As I posted earlier, I couldn’t be on the Thames Path this weekend, so yesterday, I went to walk on the Ridgeway, locally from me, away from everything and as an opportunity to remember Judith.

Judith is my friend Richard’s wife. I first met Judith when they both came to see me at the finish line of a triathlon I did where they lived, years ago. Then I met Judith and part of the family again when Richard cycled a Sportive with me in 2013. She absolutely loved walking and is a great inspiration to me. She walked on the Ridgeway many times, including taking groups of students for the Duke of Edinburgh award. She passed away a year ago today. I thought of her on this walk.

So here are some sights from Barbury Castle yesterday morning and the White Horse trail, between fog and sun. I spotted a fog bow (white rainbow) over the Ridgeway. I didn’t know they were a thing until I saw one yesterday! It was a little surreal and very cool!

I cut the route short as poor Missy (now our dog – you may remember us taking her on the Waterfalls walk in Wales) was freezing and wet. I don’t think it was fair on her to try another 6 miles with her feeling cold.

That was just over 11 miles (18 km) in just under 5 hours’ walk. After that I went back in the warmth at home and sat with a cuppa coffee and some bara brith, which I baked on Saturday (if you haven’t had bara brith yet, I recommend trying – it’s a welsh fruit bread ).

Thames Path – Wallingford to Abingdon (section 9)

Section 9 – map

My journey started with an early drive to Didcot before dawn on Sunday morning. There, I parked by Sophie’s house (who joined me on the last leg) by which time it was just getting light. I walked to the station to catch the bus. The 33 Connector runs from Didcot Parkway to Wallingford. But Google maps got me to walk a weird way in the opposite direction from the station. I realised as the bus was due to arrive…and there it was heading towards the station as I frantically ran all the way there. Luckily it was running late and I got in, got a ticket and took my hat and gloves off, and caught my breath.
By Station Road further in Didcot, the bus driver had an altercation with people, asking a van to move out the way and a lady in a Christmas hat came shouting at him at the window. He proceeded to get out the bus again and gave a phone call. Then we went back on our way.
At that point I was a little worried of timings. I felt it was then likely I would finish these 14 miles in the dark, perhaps for the last hour. I did bring a headtorch and a reflective vest so it was a risk I’d prepared for. I hadn’t anticipated it would be because of the bus however! (but that never happened as I finished before sunset)

It was very cold all day.

I started from Wallingford bridge and walked on the south bank of the Thames, past Wallingford Castle meadows, which is a lovely kind of nature reserve. From there, looking back at Wallingford allows you to see St. Peter’s church spire, which is quite a pretty sight.

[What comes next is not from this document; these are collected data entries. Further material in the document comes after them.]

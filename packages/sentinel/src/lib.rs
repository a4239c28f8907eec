//! # Trellis Sentinel
//!
//! Codec between an outline subtree and a "derived file": an ordinary source
//! file whose comments carry the outline structure as sentinel lines.
//!
//! ```text
//! #@+leo-ver=5-thin
//! #@+node:ekr.20240101.1: * @file app.py
//! import sys
//! #@+others
//! #@+node:ekr.20240101.2: ** main
//! def main():
//!     pass
//! #@-node
//! #@-others
//! #@-node
//! #@-leo
//! ```
//!
//! ## Modules
//!
//! - [`grammar`]: line classification and sentinel encoding
//! - [`delims`]: comment delimiters per language
//! - [`directives`]: body-line directives and section resolution
//! - [`writer`]: outline to text
//! - [`reader`]: text to [`DerivedFileModel`]
//! - [`reconcile`]: merging a model back into the outline

pub mod delims;
pub mod diagnostics;
pub mod directives;
pub mod error;
pub mod grammar;
pub mod model;
pub mod options;
pub mod reader;
pub mod reconcile;
pub mod writer;

pub use delims::{Delims, LanguageSpec, SentinelDelims};
pub use diagnostics::{Diagnostic, DiagnosticKind, Severity};
#[cfg(feature = "pretty-errors")]
pub use diagnostics::format_diagnostics;
pub use error::{SentinelError, SentinelResult};
pub use grammar::{classify, LineClass, SentinelKind, SentinelToken};
pub use model::{DerivedFileModel, ParsedChild, ParsedNode, Placement, Repair};
pub use options::{CodecOptions, FormattingState, LineEnding, SectionPolicy};
pub use reader::Reader;
pub use reconcile::{reconcile, ConflictKind, ReadContext, ReconciliationResult, StructuralConflict};
pub use writer::{write, WriteOutput, Writer};

use trellis_outline::{NodeId, Outline};

/// Read with default options, merging into `known_root`
pub fn read(
    bytes: &[u8],
    outline: &mut Outline,
    known_root: NodeId,
    language_hint: Option<&LanguageSpec>,
) -> SentinelResult<ReconciliationResult> {
    let options = CodecOptions::default();
    Reader::new(&options).read(bytes, outline, known_root, language_hint, &ReadContext::default())
}
use crate::error::OutlineResult;
use crate::gnx::Gnx;
use crate::outline::{NodeId, Outline};
use crc32fast::Hasher;
use serde::{Deserialize, Serialize};
use std::collections::BTreeMap;

/// Content checksum of a node: crc32 over headline, a NUL separator, and the
/// body lines joined with `\n`.
pub fn content_checksum(headline: &str, body: &[String]) -> u32 {
    let mut hasher = Hasher::new();
    hasher.update(headline.as_bytes());
    hasher.update(&[0]);
    for (i, line) in body.iter().enumerate() {
        if i > 0 {
            hasher.update(b"\n");
        }
        hasher.update(line.as_bytes());
    }
    hasher.finalize()
}

/// Per-node checksums and child order of a subtree, taken at a sync point.
///
/// Comparing a snapshot against the live outline (and against freshly read
/// file content) tells which side changed since the last sync. Child order
/// is kept so moving a node counts as a change even when no content did.
#[derive(Debug, Clone, Default, PartialEq, Eq, Serialize, Deserialize)]
pub struct Snapshot {
    checksums: BTreeMap<Gnx, u32>,
    #[serde(default)]
    children: BTreeMap<Gnx, Vec<Gnx>>,
}

impl Snapshot {
    pub fn capture(outline: &Outline, root: NodeId) -> OutlineResult<Self> {
        let mut checksums = BTreeMap::new();
        let mut children = BTreeMap::new();
        for id in outline.subtree(root)? {
            let node = outline.node(id)?;
            let order = node
                .children()
                .iter()
                .map(|child| outline.node(*child).map(|c| c.gnx().clone()))
                .collect::<OutlineResult<Vec<_>>>()?;
            checksums.insert(node.gnx().clone(), node.checksum());
            if !order.is_empty() {
                children.insert(node.gnx().clone(), order);
            }
        }
        Ok(Self {
            checksums,
            children,
        })
    }

    pub fn insert(&mut self, gnx: Gnx, checksum: u32) {
        self.checksums.insert(gnx, checksum);
    }

    pub fn get(&self, gnx: &Gnx) -> Option<u32> {
        self.checksums.get(gnx).copied()
    }

    /// Child gnxs of a node in outline order
    pub fn children(&self, gnx: &Gnx) -> &[Gnx] {
        self.children.get(gnx).map(Vec::as_slice).unwrap_or(&[])
    }

    pub fn len(&self) -> usize {
        self.checksums.len()
    }

    pub fn is_empty(&self) -> bool {
        self.checksums.is_empty()
    }

    /// Did the node's content change since the snapshot? Unknown nodes count
    /// as changed.
    pub fn changed(&self, gnx: &Gnx, checksum: u32) -> bool {
        self.get(gnx) != Some(checksum)
    }

    /// Has any content or child order in the subtree changed since the
    /// snapshot was taken?
    pub fn outline_changed(&self, outline: &Outline, root: NodeId) -> OutlineResult<bool> {
        Ok(Self::capture(outline, root)? != *self)
    }
}
//! # Reconciler
//!
//! Merges a parsed [`DerivedFileModel`] into the live outline by gnx.
//!
//! The whole merge is planned against an immutable view of the outline
//! first. Only a complete plan is applied, so a failed read never leaves the
//! outline half updated.
//!
//! ## Rules
//!
//! - The file's root maps to the known root
//! - A gnx known to the outline gets the file's headline and body
//! - A gnx unknown to the outline becomes a new node
//! - Child order follows the file. Live children the file says nothing about
//!   (orphans, skipped brackets) keep their slot
//! - Orphans are reported, never deleted
//! - A node whose brackets had to be repaired is a conflict. If it was
//!   closed early it keeps its live body and children, and the file may
//!   only add children to it

use crate::diagnostics::{Diagnostic, DiagnosticKind};
use crate::error::SentinelResult;
use crate::model::{DerivedFileModel, ParsedChild, ParsedNode, Placement, Repair};
use serde::{Deserialize, Serialize};
use std::collections::{HashMap, HashSet};
use tracing::{debug, info};
use trellis_outline::{Gnx, NodeId, Outline, OutlineError, Snapshot};

#[derive(Debug, Clone, Copy, PartialEq, Eq, Hash, Serialize, Deserialize)]
#[serde(rename_all = "snake_case")]
pub enum ConflictKind {
    /// The file's root gnx is not the known root's gnx
    RootMismatch,
    /// File and outline both changed a node since the last sync
    BothChanged,
    /// Occurrences of one clone disagree within the file
    CloneMismatch,
    /// A bracket was skipped while parsing
    UnparsedSubtree,
    /// Unbalanced brackets were repaired inside the node
    Repaired,
    /// Applying the file's structure would create a cycle
    Rejected,
}

#[derive(Debug, Clone, PartialEq, Eq, Serialize, Deserialize)]
#[serde(rename_all = "camelCase")]
pub struct StructuralConflict {
    pub kind: ConflictKind,
    pub gnx: Option<Gnx>,
    /// 1-based line in the derived file, 0 when no line applies
    pub line: usize,
    pub message: String,
}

It was quite windy which made a cold day feel sharply cold. I was wearing woolly gloves, a hat and my winter hiking shoes. I am glad I swapped from my trail running shoes to the warmth and comfort of these winter shoes because the start of the walk from Wallingford was muddy and wet on the ground. Even though, a bit further, as I approached Benson, there were some dry patches, the mud then proved a bit of a regular theme through the day.

It was so nice to be back there by the Thames, especially when I started to hear the sounds of the water by Benson’s lock, now becoming a familiar and reassuring feeling: it’s a nice place to come back to every fortnight.

At Benson lock, there is a little bridge to go over to the lock, and then another bridge crossing to the middle island with a beautiful little lock house from the early 20th century. From then I was on the North bank of the Thames.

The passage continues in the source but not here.